The ice edge bounding ability can be framed in terms of forecast calibration and sharpness by relating it to bounding the binary ice edge errors. The binary errors are themselves bounded by the predicted ice edge (p = 0.5) and the observed ice edge (Fig. 7a–c), leading to a nonlinear, monotonically increasing relationship between ice edge bounding and binary error bounding (Supplementary Fig. 3e). Let the binary variable e indicate binary error locations, where e = 1 if a binary error occurred and e = 0 if the correct class was predicted. The percentage of binary errors bounded by [p′, 1 – p′] is given by\({\int }_{p{\prime}}^{1-p{\prime}}\hat{P}\)(p | e = 1)dp. The distribution of SIP over error grid cells, P(p | e = 1), relates to the forecast calibration and sharpness through Bayes’ Rule: P(p | e = 1) P(e = 1 | p)P(p), where P(e = 1 | p) measures calibration and P(p) measures sharpness. Supplementary Fig. 4 plots empirical estimates of these distributions for IceNet and SEAS5 over the validation years. Ability to bound the binary forecast errors (and thus ability to bound the observed ice edge) is therefore governed by forecast calibration and sharpness. Particularly crucial is the calibration of model probabilities close to p = 0 or p = 1 because the majority of forecasts are made there (Supplementary Fig. 4b). If too many binary errors are made close to 0 and/or 1, the model will only be able to bound a sufficient fraction of the ice edge with a small p′ and thus a large, uninformative ice edge region. Owing to miscalibration, SEAS5 makes many errors at p = 1 (Supplementary Fig. 4f), preventing the model from bounding the ice edge (Supplementary Fig. 3a). The discretisation of SIP with dynamical models also hampers the fidelity with which a suitable ice edge region can be chosen, calling for a focus on continuous probability models like IceNet for ice edge bounding purposes.

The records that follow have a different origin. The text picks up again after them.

#[cfg(test)]
mod tests {
    use super::*;
    use strata_alloc::SlabAlloc;
    use strata_common::StorageConfig;

    fn alloc() -> Arc<dyn Allocator> {
        Arc::new(SlabAlloc::new(StorageConfig::default()))
    }

    /// Minimal integer tree driver used to exercise the inner node code.
    struct Tree {
        alloc: Arc<dyn Allocator>,
        root: Array,
        max: usize,
    }

    impl Tree {
        fn new(max: usize) -> Self {
            let alloc = alloc();
            let root = Array::create_new(&alloc, ArrayType::Normal).unwrap();
            Self { alloc, root, max }
        }

        fn size(&self) -> usize {
            if self.root.is_inner_bptree_node() {
                self.root.get_bptree_size()
            } else {
                self.root.size()
            }
        }

        fn insert(&mut self, ndx: usize, value: i64) {
            let append = ndx == NPOS || ndx == self.size();
            let mut state = TreeInsert::new(value);
            let sibling = if self.root.is_inner_bptree_node() {
                if append {
                    self.root.bptree_append::<Array>(&mut state, self.max).unwrap()
                } else {
                    self.root.bptree_insert::<Array>(ndx, &mut state, self.max).unwrap()
                }
            } else {
                bptree_leaf_insert(&mut self.root, if append { NPOS } else { ndx }, &mut state, self.max, &self.alloc)
                    .unwrap()
            };
            if let Some(sibling) = sibling {
                self.root =
                    introduce_new_bptree_root(&self.alloc, self.root.get_ref(), sibling, &state, append).unwrap();
            }
        }

        fn get(&self, ndx: usize) -> i64 {
            if self.root.is_inner_bptree_node() {
                let (mem, n) = self.root.get_bptree_leaf(ndx);
                Array::from_mem(&self.alloc, mem).get(n)
            } else {
                self.root.get(ndx)
            }
        }

        fn erase(&mut self, ndx: usize) {
            if !self.root.is_inner_bptree_node() {
                self.root.erase(if ndx == NPOS { self.root.size() - 1 } else { ndx }).unwrap();
                return;
            }
            let mut handler = IntEraser {
                alloc: Arc::clone(&self.alloc),
                new_root: None,
            };
            self.root.erase_bptree_elem(ndx, &mut handler).unwrap();
            if let Some(root) = handler.new_root {
                self.root = root;
            }
        }

        fn verify(&self) {
            if self.root.is_inner_bptree_node() {
                let alloc = Arc::clone(&self.alloc);
                let n = self.root.verify_bptree(&move |mem| Array::from_mem(&alloc, mem).size());
                assert_eq!(n, self.size());
            }
        }
    }

    struct IntEraser {
        alloc: Arc<dyn Allocator>,
        new_root: Option<Array>,
    }

    impl EraseHandler for IntEraser {
        fn erase_leaf_elem(&mut self, leaf: MemRef, parent: &mut Array, ndx_in_parent: usize, elem_ndx: usize) -> Result<bool> {
            let mut leaf = Array::from_mem(&self.alloc, leaf);
            leaf.set_ndx_in_parent(ndx_in_parent);
            if leaf.size() == 1 {
                return Ok(true);
            }
            let ndx = if elem_ndx == NPOS { leaf.size() - 1 } else { elem_ndx };
            leaf.erase(ndx)?;
            leaf.update_parent(parent)
                .map(|_| false)
        }
        fn destroy_leaf(&mut self, leaf: MemRef) {
            Array::from_mem(&self.alloc, leaf).destroy_deep();
        }
        fn replace_root_by_leaf(&mut self, leaf: MemRef) {
            self.new_root = Some(Array::from_mem(&self.alloc, leaf));
        }
        fn replace_root_by_empty_leaf(&mut self) -> Result<()> {
            self.new_root = Some(Array::create_new(&self.alloc, ArrayType::Normal)?);
            Ok(())
        }
        fn replace_root_by_inner(&mut self, inner: MemRef) {
            self.new_root = Some(Array::from_mem(&self.alloc, inner));
        }
    }

    #[test]
    fn test_append_keeps_compact_form() {
        let mut tree = Tree::new(4);
        for i in 0..100 {
            tree.insert(NPOS, i);
        }
        assert!(tree.root.is_inner_bptree_node());
        assert!(!is_ref_value(tree.root.get(0)), "root should stay compact");
        tree.verify();
        for i in 0..100 {
            assert_eq!(tree.get(i), i as i64);
        }
    }

    #[test]
    fn test_prepend_and_middle_inserts() {
        let mut tree = Tree::new(3);
        let mut model = Vec::new();
        for i in 0..60i64 {
            let ndx = match i % 3 {
                0 => 0,
                1 => model.len() / 2,
                _ => model.len(),
            };
            tree.insert(ndx, i);
            model.insert(ndx, i);
            tree.verify();
        }
        for (i, &v) in model.iter().enumerate() {
            assert_eq!(tree.get(i), v);
        }
    }

    #[test]
    fn test_erase_collapses_to_leaf() {
        let mut tree = Tree::new(3);
        for i in 0..30 {
            tree.insert(NPOS, i);
        }
        for _ in 0..28 {
            tree.erase(0);
            tree.verify();
        }
        assert_eq!(tree.size(), 2);
        assert!(!tree.root.is_inner_bptree_node());
        assert_eq!(tree.root.to_vec(), vec![28, 29]);
    }

    #[test]
    fn test_erase_last_until_empty() {
        let mut tree = Tree::new(2);
        for i in 0..17 {
            tree.insert(NPOS, i);
        }
        for expected in (0..17).rev() {
            assert_eq!(tree.get(tree.size() - 1), expected);
            tree.erase(NPOS);
            tree.verify();
        }
        assert_eq!(tree.size(), 0);
        assert!(!tree.root.is_inner_bptree_node());
    }

    #[test]
    fn test_visit_leaves_from_offset() {
        let mut tree = Tree::new(4);
        for i in 0..50 {
            tree.insert(NPOS, i);
        }
        let mut seen = Vec::new();
        let alloc = Arc::clone(&tree.alloc);
        tree.root.visit_bptree_leaves(21, &mut |info: &NodeInfo| {
            let leaf = Array::from_mem(&alloc, info.mem);
            assert_eq!(leaf.size(), info.size);
            for i in 0..info.size {
                seen.push((info.offset + i, leaf.get(i)));
            }
            true
        });
        assert_eq!(seen.first().map(|s| s.0), Some(20));
        assert!(seen.iter().all(|&(i, v)| i as i64 == v));
        assert_eq!(seen.last(), Some(&(49, 49)));
    }

    #[test]
    fn test_update_elem_patches_ancestors() {
        struct SetBig(i64);
        impl UpdateHandler for SetBig {
            fn update(&mut self, leaf: MemRef, parent: &mut Array, ndx_in_parent: usize, elem: usize) -> Result<()> {
                let mut leaf = Array::from_mem(parent.get_alloc(), leaf);
                leaf.set_ndx_in_parent(ndx_in_parent);
                leaf.set(elem, self.0)?;
                leaf.update_parent(parent)
            }
        }
        let mut tree = Tree::new(4);
        for i in 0..40 {
            tree.insert(NPOS, i % 4);
        }
        tree.root.update_bptree_elem(33, &mut SetBig(1 << 50)).unwrap();
        assert_eq!(tree.get(33), 1 << 50);
        assert_eq!(tree.get(32), 0);
        tree.verify();
    }
}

An alternative scheme would be to train a binary classification model to predict the probability of a grid cell containing the ice edge, P(λ = 1), and finding an appropriate threshold P(λ = 1) ≥ p′ for the ice edge region, as above. However, the distinction between SIC ≤ 15% and SIC > 15% classes in IceNet has added utility over predicting the boundary between those classes alone.